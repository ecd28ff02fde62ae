//! Upload session: validation, then simulated upload and analysis progress.
//!
//! Progress is driven by [`UploadSession::tick`] with the host's clock, so the
//! session never spawns timers of its own. Upload advances 5% every 200 ms and
//! analysis 2% every 300 ms.

use std::path::{Path, PathBuf};
use std::time::{Duration, Instant};

use crate::core::analysis::{AnalysisError, AnalysisId};
use crate::core::source::generate_analysis;
use crate::upload::probe::{MediaProbe, UploadedMedia};

const UPLOAD_STEP: u8 = 5;
const UPLOAD_INTERVAL: Duration = Duration::from_millis(200);
const ANALYSIS_STEP: u8 = 2;
const ANALYSIS_INTERVAL: Duration = Duration::from_millis(300);

/// Error type for uploads
#[derive(Debug, thiserror::Error)]
pub enum UploadError {
    #[error("Not a video file: {0}")]
    NotVideo(PathBuf),
    #[error("Failed to probe {path}: {reason}")]
    Probe { path: PathBuf, reason: String },
    #[error("Analysis failed: {0}")]
    Analysis(#[from] AnalysisError),
    #[error("An upload is already in progress")]
    Busy,
}

/// Phase of an upload
#[derive(Debug, Clone, Copy, PartialEq, Eq)]
pub enum UploadStatus {
    Idle,
    Uploading,
    Analyzing,
    Complete,
    Error,
}

impl UploadStatus {
    pub fn is_active(self) -> bool {
        matches!(self, UploadStatus::Uploading | UploadStatus::Analyzing)
    }
}

/// Milestones reported by [`UploadSession::tick`]
#[derive(Debug, Clone, PartialEq)]
pub enum UploadUpdate {
    Progress { status: UploadStatus, progress: u8 },
    /// Upload finished; the media can be played
    MediaReady(UploadedMedia),
    /// Analysis finished under this identifier
    AnalysisReady(AnalysisId),
    Failed(String),
}

pub struct UploadSession {
    status: UploadStatus,
    progress: u8, // 0 to 100 within the current phase
    media: Option<UploadedMedia>,
    analysis_id: Option<AnalysisId>,
    error: Option<String>,
    next_step: Option<Instant>,
}

impl UploadSession {
    pub fn new() -> Self {
        Self {
            status: UploadStatus::Idle,
            progress: 0,
            media: None,
            analysis_id: None,
            error: None,
            next_step: None,
        }
    }

    pub fn status(&self) -> UploadStatus {
        self.status
    }

    pub fn progress(&self) -> u8 {
        self.progress
    }

    pub fn media(&self) -> Option<&UploadedMedia> {
        self.media.as_ref()
    }

    pub fn analysis_id(&self) -> Option<&AnalysisId> {
        self.analysis_id.as_ref()
    }

    pub fn error(&self) -> Option<&str> {
        self.error.as_deref()
    }

    /// Validate `path` and begin uploading.
    ///
    /// A file the probe rejects leaves the session untouched.
    pub fn start(
        &mut self,
        path: &Path,
        probe: &dyn MediaProbe,
        now: Instant,
    ) -> Result<(), UploadError> {
        if self.status.is_active() {
            return Err(UploadError::Busy);
        }

        let media = match probe.probe(path) {
            Ok(media) => media,
            Err(e @ UploadError::NotVideo(_)) => {
                tracing::warn!(path = %path.display(), "rejected non-video upload");
                return Err(e);
            }
            Err(e) => {
                tracing::error!(path = %path.display(), error = %e, "upload probe failed");
                self.fail(e.to_string());
                return Err(e);
            }
        };

        tracing::info!(path = %media.path.display(), duration = media.duration, "upload started");
        *self = Self {
            status: UploadStatus::Uploading,
            media: Some(media),
            next_step: Some(now + UPLOAD_INTERVAL),
            ..Self::new()
        };
        Ok(())
    }

    /// Advance every progress step due by `now`
    pub fn tick(&mut self, now: Instant) -> Vec<UploadUpdate> {
        let mut updates = Vec::new();

        while let Some(due) = self.next_step {
            if now < due {
                break;
            }
            self.step(due, &mut updates);
        }

        updates
    }

    /// Return to idle, forgetting the previous upload
    pub fn reset(&mut self) {
        *self = Self::new();
    }

    fn step(&mut self, due: Instant, updates: &mut Vec<UploadUpdate>) {
        match self.status {
            UploadStatus::Uploading => {
                self.progress = (self.progress + UPLOAD_STEP).min(100);
                updates.push(self.progress_update());

                if self.progress < 100 {
                    self.next_step = Some(due + UPLOAD_INTERVAL);
                    return;
                }

                if let Some(media) = &self.media {
                    updates.push(UploadUpdate::MediaReady(media.clone()));
                }
                self.status = UploadStatus::Analyzing;
                self.progress = 0;
                self.next_step = Some(due + ANALYSIS_INTERVAL);
                updates.push(self.progress_update());
            }
            UploadStatus::Analyzing => {
                self.progress = (self.progress + ANALYSIS_STEP).min(100);
                if self.progress < 100 {
                    updates.push(self.progress_update());
                    self.next_step = Some(due + ANALYSIS_INTERVAL);
                    return;
                }

                self.next_step = None;
                let duration = self.media.as_ref().map_or(0.0, |m| m.duration);
                match generate_analysis(duration) {
                    Ok(analysis) => {
                        tracing::info!(analysis = %analysis.id, "analysis complete");
                        self.status = UploadStatus::Complete;
                        updates.push(self.progress_update());
                        updates.push(UploadUpdate::AnalysisReady(analysis.id.clone()));
                        self.analysis_id = Some(analysis.id);
                    }
                    Err(e) => {
                        tracing::error!(error = %e, "analysis failed");
                        self.fail(e.to_string());
                        updates.push(UploadUpdate::Failed(e.to_string()));
                    }
                }
            }
            UploadStatus::Idle | UploadStatus::Complete | UploadStatus::Error => {
                self.next_step = None;
            }
        }
    }

    fn progress_update(&self) -> UploadUpdate {
        UploadUpdate::Progress {
            status: self.status,
            progress: self.progress,
        }
    }

    fn fail(&mut self, message: String) {
        self.status = UploadStatus::Error;
        self.progress = 0;
        self.error = Some(message);
        self.next_step = None;
    }
}

impl Default for UploadSession {
    fn default() -> Self {
        Self::new()
    }
}

#[cfg(test)]
mod tests {
    use super::*;
    use crate::upload::probe::MimeProbe;

    struct BrokenProbe;

    impl MediaProbe for BrokenProbe {
        fn probe(&self, path: &Path) -> Result<UploadedMedia, UploadError> {
            Err(UploadError::Probe {
                path: path.to_path_buf(),
                reason: "truncated container".into(),
            })
        }
    }

    #[test]
    fn test_non_video_creates_no_state() {
        let mut session = UploadSession::new();
        let err = session
            .start(Path::new("lineup.pdf"), &MimeProbe::new(90.0), Instant::now())
            .unwrap_err();

        assert!(matches!(err, UploadError::NotVideo(_)));
        assert_eq!(session.status(), UploadStatus::Idle);
        assert!(session.media().is_none());
    }

    #[test]
    fn test_probe_failure_sets_error() {
        let mut session = UploadSession::new();
        assert!(session
            .start(Path::new("match.mp4"), &BrokenProbe, Instant::now())
            .is_err());
        assert_eq!(session.status(), UploadStatus::Error);
        assert!(session.error().unwrap().contains("truncated"));
    }

    #[test]
    fn test_upload_progresses_in_steps() {
        let t0 = Instant::now();
        let mut session = UploadSession::new();
        session
            .start(Path::new("match.mp4"), &MimeProbe::new(90.0), t0)
            .unwrap();
        assert_eq!(session.status(), UploadStatus::Uploading);
        assert_eq!(session.progress(), 0);

        assert!(session.tick(t0 + Duration::from_millis(199)).is_empty());
        session.tick(t0 + Duration::from_millis(200));
        assert_eq!(session.progress(), 5);
        session.tick(t0 + Duration::from_millis(1000));
        assert_eq!(session.progress(), 25);
    }

    #[test]
    fn test_full_run_reports_media_then_analysis() {
        let t0 = Instant::now();
        let mut session = UploadSession::new();
        session
            .start(Path::new("match.mp4"), &MimeProbe::new(90.0), t0)
            .unwrap();

        // 20 upload steps of 200 ms
        let updates = session.tick(t0 + Duration::from_millis(4000));
        assert!(updates.contains(&UploadUpdate::Progress {
            status: UploadStatus::Uploading,
            progress: 100,
        }));
        assert!(matches!(
            updates.iter().find(|u| matches!(u, UploadUpdate::MediaReady(_))),
            Some(UploadUpdate::MediaReady(media)) if media.duration == 90.0
        ));
        assert_eq!(session.status(), UploadStatus::Analyzing);
        assert_eq!(session.progress(), 0);

        // 50 analysis steps of 300 ms
        let updates = session.tick(t0 + Duration::from_millis(4000 + 15_000));
        assert_eq!(session.status(), UploadStatus::Complete);
        assert_eq!(session.progress(), 100);
        let id = session.analysis_id().unwrap();
        assert!(id.as_str().starts_with("analysis-"));
        assert_eq!(updates.last(), Some(&UploadUpdate::AnalysisReady(id.clone())));

        assert!(session.tick(t0 + Duration::from_secs(60)).is_empty());
    }

    #[test]
    fn test_busy_while_uploading() {
        let t0 = Instant::now();
        let mut session = UploadSession::new();
        let probe = MimeProbe::new(90.0);
        session.start(Path::new("match.mp4"), &probe, t0).unwrap();
        assert!(matches!(
            session.start(Path::new("other.mp4"), &probe, t0),
            Err(UploadError::Busy)
        ));
    }

    #[test]
    fn test_reset_returns_to_idle() {
        let mut session = UploadSession::new();
        session
            .start(Path::new("match.mp4"), &MimeProbe::new(90.0), Instant::now())
            .unwrap();
        session.reset();
        assert_eq!(session.status(), UploadStatus::Idle);
        assert!(session.media().is_none());
    }
}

○ ○ ○

→ **Exercise details**:
Every line above in which the word "AnalysisReady" occurs is to be copied.

→ **Reply to the task**:
    AnalysisReady(AnalysisId),
                        updates.push(UploadUpdate::AnalysisReady(analysis.id.clone()));
        assert_eq!(updates.last(), Some(&UploadUpdate::AnalysisReady(id.clone())));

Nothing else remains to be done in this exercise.